IT Management Issues: The CIO Conundrum
The challenges faced by your CIO have a direct impact on your job today, and your future as an IT and business professional.
Ernest von Simson
The job of CIO is as challenging as it is multifaceted. It’s part salesman, representing IT innovation to your company’s executives; part global project manager, weaving the wares of multiple vendors into a reliable and cost-effective infrastructure; and part prognosticator on the success or failure of seemingly stable vendors in an industry where waves of change regularly swamp unwary incumbents. Consider the fates of companies such as Compaq, Data General, Digital Equipment, Wang and many others. Every decade or so, a new crowd of entrepreneurs overwhelms the incumbents. Can CIOs really distinguish winners from losers in a timely manner?
In the first half of 2010, CIOs reported their IT spending remained consistent with their IT budget plans from the end of 2009, according to a global survey of more than 500 CIOs conducted by Gartner Executive Programs. Remaining on budget during the current economic conditions adds yet another factor into the already difficult job of the CIO. The CIO faces a conundrum every day managing this delicate balance. There are several critical success factors evident among those who get it right.
The most successful CIO can smoothly navigate complete change in the company’s technology and business model. That’s a difficult task in the best of situations. It’s even more challenging when the company has previously been successful, but is now confronting sweeping industry-wide reform. IBM Corp. made three such transitions under three different top executives: Tom Watson Jr., Frank Cary and Lou Gerstner. Apple Inc. has navigated three equally impressive transitions under founder Steve Jobs. So, too, has Oracle Corp., under founder Larry Ellison. The CIO and IT infrastructure must help facilitate and support these types of sweeping changes.
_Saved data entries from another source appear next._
// signal.rs
use std::{
    collections::BTreeMap,
    panic::{AssertUnwindSafe, catch_unwind},
    sync::{Arc, Mutex, Weak},
};

use tracing::error;

type Handler<T> = Arc<dyn Fn(&T) + Send + Sync>;

struct Slots<T> {
    next_id: u64,
    // BTreeMap so emit walks handlers in registration order
    handlers: BTreeMap<u64, Handler<T>>,
}

/// Multi-subscriber broadcast channel for one event kind.
///
/// `emit` invokes all current handlers synchronously, in registration order,
/// on the emitting thread. A snapshot of the handler list is taken before
/// any handler runs, so subscribing or unsubscribing from inside a handler
/// is safe and takes effect on the next emit.
///
/// A panicking handler is caught, reported, and does not stop delivery to
/// the remaining handlers.
pub struct Signal<T> {
    slots: Arc<Mutex<Slots<T>>>,
}

impl<T: 'static> Signal<T> {
    pub fn new() -> Self {
        Self {
            slots: Arc::new(Mutex::new(Slots {
                next_id: 0,
                handlers: BTreeMap::new(),
            })),
        }
    }

    /// Register a handler; the returned token unsubscribes it.
    pub fn subscribe(&self, handler: impl Fn(&T) + Send + Sync + 'static) -> Subscription {
        let id = {
            let mut slots = self.slots.lock().unwrap_or_else(|e| e.into_inner());
            let id = slots.next_id;
            slots.next_id += 1;
            slots.handlers.insert(id, Arc::new(handler));
            id
        };

        let weak = Arc::downgrade(&self.slots);
        Subscription::new(move || {
            if let Some(slots) = Weak::upgrade(&weak) {
                let mut slots = slots.lock().unwrap_or_else(|e| e.into_inner());
                slots.handlers.remove(&id);
            }
        })
    }

    pub fn emit(&self, value: &T) {
        let snapshot: Vec<Handler<T>> = {
            let slots = self.slots.lock().unwrap_or_else(|e| e.into_inner());
            slots.handlers.values().cloned().collect()
        };

        for handler in snapshot {
            if catch_unwind(AssertUnwindSafe(|| handler(value))).is_err() {
                error!("signal handler panicked; continuing with remaining handlers");
            }
        }
    }

    /// Number of currently registered handlers.
    pub fn len(&self) -> usize {
        self.slots
            .lock()
            .unwrap_or_else(|e| e.into_inner())
            .handlers
            .len()
    }

    pub fn is_empty(&self) -> bool {
        self.len() == 0
    }
}

impl<T: 'static> Default for Signal<T> {
    fn default() -> Self {
        Self::new()
    }
}

/// Token for one registered handler. Dropping the token keeps the
/// subscription alive; call [`Subscription::unsubscribe`] to remove it.
pub struct Subscription {
    cancel: Option<Box<dyn FnOnce() + Send>>,
}

impl Subscription {
    fn new(cancel: impl FnOnce() + Send + 'static) -> Self {
        Self {
            cancel: Some(Box::new(cancel)),
        }
    }

    pub fn unsubscribe(mut self) {
        if let Some(cancel) = self.cancel.take() {
            cancel();
        }
    }
}

#[cfg(test)]
mod tests {
    use super::*;
    use std::sync::atomic::{AtomicUsize, Ordering};

    #[test]
    fn delivers_in_registration_order() {
        let sig: Signal<u32> = Signal::new();
        let seen = Arc::new(Mutex::new(Vec::new()));

        for tag in ["a", "b", "c"] {
            let seen = Arc::clone(&seen);
            let _keep = sig.subscribe(move |v: &u32| {
                seen.lock().unwrap().push(format!("{tag}{v}"));
            });
        }

        sig.emit(&1);
        assert_eq!(*seen.lock().unwrap(), vec!["a1", "b1", "c1"]);
    }

    #[test]
    fn unsubscribe_removes_only_that_handler() {
        let sig: Signal<u32> = Signal::new();
        let hits = Arc::new(AtomicUsize::new(0));

        let h1 = Arc::clone(&hits);
        let sub = sig.subscribe(move |_| {
            h1.fetch_add(1, Ordering::SeqCst);
        });
        let h2 = Arc::clone(&hits);
        let _keep = sig.subscribe(move |_| {
            h2.fetch_add(10, Ordering::SeqCst);
        });

        sig.emit(&0);
        assert_eq!(hits.load(Ordering::SeqCst), 11);

        sub.unsubscribe();
        assert_eq!(sig.len(), 1);

        sig.emit(&0);
        assert_eq!(hits.load(Ordering::SeqCst), 21);
    }

    #[test]
    fn subscribing_from_inside_a_handler_does_not_deadlock() {
        let sig: Arc<Signal<u32>> = Arc::new(Signal::new());
        let hits = Arc::new(AtomicUsize::new(0));

        let inner_sig = Arc::clone(&sig);
        let inner_hits = Arc::clone(&hits);
        let _keep = sig.subscribe(move |_| {
            let h = Arc::clone(&inner_hits);
            // takes effect on the next emit, not this one
            let _ = inner_sig.subscribe(move |_| {
                h.fetch_add(1, Ordering::SeqCst);
            });
        });

        sig.emit(&0);
        assert_eq!(hits.load(Ordering::SeqCst), 0);
        sig.emit(&0);
        assert_eq!(hits.load(Ordering::SeqCst), 1);
    }

    #[test]
    fn panicking_handler_does_not_stop_delivery() {
        let prev = std::panic::take_hook();
        std::panic::set_hook(Box::new(|_| {}));

        let sig: Signal<u32> = Signal::new();
        let hits = Arc::new(AtomicUsize::new(0));

        let _a = sig.subscribe(|_| panic!("bad handler"));
        let h = Arc::clone(&hits);
        let _b = sig.subscribe(move |_| {
            h.fetch_add(1, Ordering::SeqCst);
        });

        sig.emit(&0);
        std::panic::set_hook(prev);
        assert_eq!(hits.load(Ordering::SeqCst), 1);
    }
}
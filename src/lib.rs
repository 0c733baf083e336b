// lib.rs

mod device;
mod driver;
mod error;
mod events;
pub mod logger;
mod manager;
mod pump;
mod queue;
mod signal;

// Public surface (root-level re-exports)
pub use crate::device::{Device, DeviceStatus};
pub use crate::driver::{
    DeviceId, Driver, DriverError, DriverHandle, OpenedHandle, OsMessage, SurfaceHandle,
};
pub use crate::error::{Error, Result};
pub use crate::events::{DeviceChangeKind, DeviceEvent, RawDriverEvent, Vec3};
pub use crate::manager::{DeviceManager, DeviceManagerBuilder, ManagerOptions};
pub use crate::pump::{MessagePump, PumpError, PumpWait};
pub use crate::queue::EventQueue;
pub use crate::signal::{Signal, Subscription};

// Prelude stays minimal and user-friendly
pub mod prelude {
    pub use crate::device::{Device, DeviceStatus};
    pub use crate::driver::{DeviceId, Driver, DriverError, OsMessage, SurfaceHandle};
    pub use crate::error::{Error, Result};
    pub use crate::events::{DeviceChangeKind, DeviceEvent, Vec3};
    pub use crate::manager::{DeviceManager, DeviceManagerBuilder, ManagerOptions};
    pub use crate::pump::{MessagePump, PumpWait};
    pub use crate::signal::{Signal, Subscription};
}
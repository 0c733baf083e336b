// events.rs
use num_enum::{IntoPrimitive, TryFromPrimitive};
use serde::{Deserialize, Serialize};
use serde_repr::{Deserialize_repr, Serialize_repr};
use std::convert::TryFrom;

use crate::driver::DeviceId;

/// One three-axis reading (rotation or translation), in driver units.
#[derive(Debug, Clone, Copy, Default, PartialEq, Serialize, Deserialize)]
pub struct Vec3 {
    pub x: f32,
    pub y: f32,
    pub z: f32,
}

impl Vec3 {
    pub const ZERO: Vec3 = Vec3 {
        x: 0.0,
        y: 0.0,
        z: 0.0,
    };

    pub fn new(x: f32, y: f32, z: f32) -> Self {
        Self { x, y, z }
    }
}

impl From<[f32; 3]> for Vec3 {
    fn from(v: [f32; 3]) -> Self {
        Self::new(v[0], v[1], v[2])
    }
}

/// Kind of a device-change notification, as the driver encodes it on the
/// wire. Codes outside the known set map to [`DeviceChangeKind::Unknown`].
#[repr(i32)]
#[derive(
    Debug,
    Clone,
    Copy,
    PartialEq,
    Eq,
    IntoPrimitive,
    TryFromPrimitive,
    Serialize_repr,
    Deserialize_repr,
)]
pub enum DeviceChangeKind {
    Connected = 0,
    Disconnected = 1,
    Unknown = -1,
}

impl DeviceChangeKind {
    pub fn from_raw(raw: i32) -> Self {
        Self::try_from(raw).unwrap_or(Self::Unknown)
    }
}

/// Untranslated driver event, as produced by [`crate::Driver::translate`].
///
/// Consumed exactly once by the owning device's `update`: each value becomes
/// one typed [`DeviceEvent`], except `Command`, which is logged and dropped.
#[non_exhaustive]
#[derive(Debug, Clone, PartialEq)]
pub enum RawDriverEvent {
    Motion {
        rotation: Vec3,
        translation: Vec3,
        period_ms: i64,
    },
    /// The cap returned to rest. Surfaces as a motion event with zeroed axes.
    Zero { period_ms: i64 },
    ButtonDown { button: u32 },
    ButtonUp { button: u32 },
    DeviceChange { kind: i32, device: DeviceId },
    /// Driver-internal command traffic; not handled.
    Command { code: u32 },
}

/// Typed, device-tagged event delivered to subscribers.
///
/// Every variant carries the id of the device whose `update` emitted it.
/// `DeviceChange::affected` is the unit the driver reports the change for,
/// which need not be the device that received the notification.
#[derive(Debug, Clone, PartialEq, Serialize, Deserialize)]
#[serde(tag = "kind", rename_all = "snake_case")]
pub enum DeviceEvent {
    Motion {
        device: DeviceId,
        rotation: Vec3,
        translation: Vec3,
        /// Milliseconds since the previous motion event.
        period_ms: i64,
    },
    ButtonDown {
        device: DeviceId,
        button: u32,
        name: String,
    },
    ButtonUp {
        device: DeviceId,
        button: u32,
        name: String,
    },
    DeviceChange {
        device: DeviceId,
        #[serde(rename = "change_kind")]
        kind: DeviceChangeKind,
        affected: DeviceId,
    },
}

impl DeviceEvent {
    /// Id of the device this event was emitted for.
    pub fn device(&self) -> DeviceId {
        match self {
            DeviceEvent::Motion { device, .. }
            | DeviceEvent::ButtonDown { device, .. }
            | DeviceEvent::ButtonUp { device, .. }
            | DeviceEvent::DeviceChange { device, .. } => *device,
        }
    }
}

#[cfg(test)]
mod tests {
    use super::*;

    #[test]
    fn change_kind_from_raw_maps_known_codes() {
        assert_eq!(DeviceChangeKind::from_raw(0), DeviceChangeKind::Connected);
        assert_eq!(
            DeviceChangeKind::from_raw(1),
            DeviceChangeKind::Disconnected
        );
    }

    #[test]
    fn change_kind_from_raw_tolerates_unknown_codes() {
        assert_eq!(DeviceChangeKind::from_raw(42), DeviceChangeKind::Unknown);
        assert_eq!(DeviceChangeKind::from_raw(-7), DeviceChangeKind::Unknown);
    }

    #[test]
    fn device_event_is_tagged_for_recording() {
        let ev = DeviceEvent::ButtonDown {
            device: 7,
            button: 2,
            name: "Fit".into(),
        };
        let json = serde_json::to_value(&ev).unwrap();
        assert_eq!(json["kind"], "button_down");
        assert_eq!(json["device"], 7);
        assert_eq!(ev.device(), 7);
    }

    #[test]
    fn change_kind_serializes_as_wire_integer() {
        let json = serde_json::to_value(DeviceChangeKind::Disconnected).unwrap();
        assert_eq!(json, 1);
    }
}
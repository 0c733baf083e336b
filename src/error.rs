// error.rs
use thiserror::Error;

use crate::driver::{DeviceId, DriverError};
use crate::pump::PumpError;

/// Failures surfaced by the manager. Everything else in this crate is
/// encoded as device state or downgraded to a warning.
#[non_exhaustive]
#[derive(Debug, Clone, Error)]
pub enum Error {
    /// Driver global initialization failed. Fatal: no device can ever open.
    #[error("driver initialization failed: {0}")]
    DriverInit(#[source] DriverError),

    /// The pump thread could not create its hidden message surface.
    #[error("message pump failed: {0}")]
    Pump(#[source] PumpError),

    /// `create_device` was called before `start`.
    #[error("manager has not been started")]
    NotStarted,

    /// A device-scoped call named an id with no live registration.
    #[error("device {0} is not registered")]
    DeviceNotFound(DeviceId),
}

pub type Result<T> = std::result::Result<T, Error>;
Choosing the precise moment to make that daring leap from a platform of stable success to new ground and a new competitive landscape requires the timing and acumen of a trapeze artist. The more stable the old business model, the weaker the new model will seem. “Wait and see” often feels like the much safer choice, and prior success can be a millstone once the wheels of change begin to turn. Many years ago, I asked Steve Jobs how Apple could survive the early success of the Mac. “Burn it down!” was his succinct response.
First Mover Advantage
The first entrants into new markets created by a disruptive technology reap the lion’s share of the benefits in terms of customers, markets and profits. Too often, though, the new entrants try to mold new technology around old business models, with disastrous results. The PC market leaders in 1979 were Apple, Commodore and Tandy. All three eventually tried to shoehorn microprocessors into older and inappropriate models:
- Apple emulated the proprietary workstation model (albeit at much lower prices) and was consequently trapped into a minority market share for nearly 30 years
- Tandy offered a minicomputer model integrated from OS to applications to distribution, and eventually left the field
- Commodore failed by mistakenly accepting the business model of the home entertainment center, with $600 prices and minimal support
Today’s PC market is led by latecomer Dell Inc. and traditionalist Hewlett-Packard Co. Comparatively, the Linux market draws major support from newcomer Red Hat Inc. and late movers Oracle and IBM.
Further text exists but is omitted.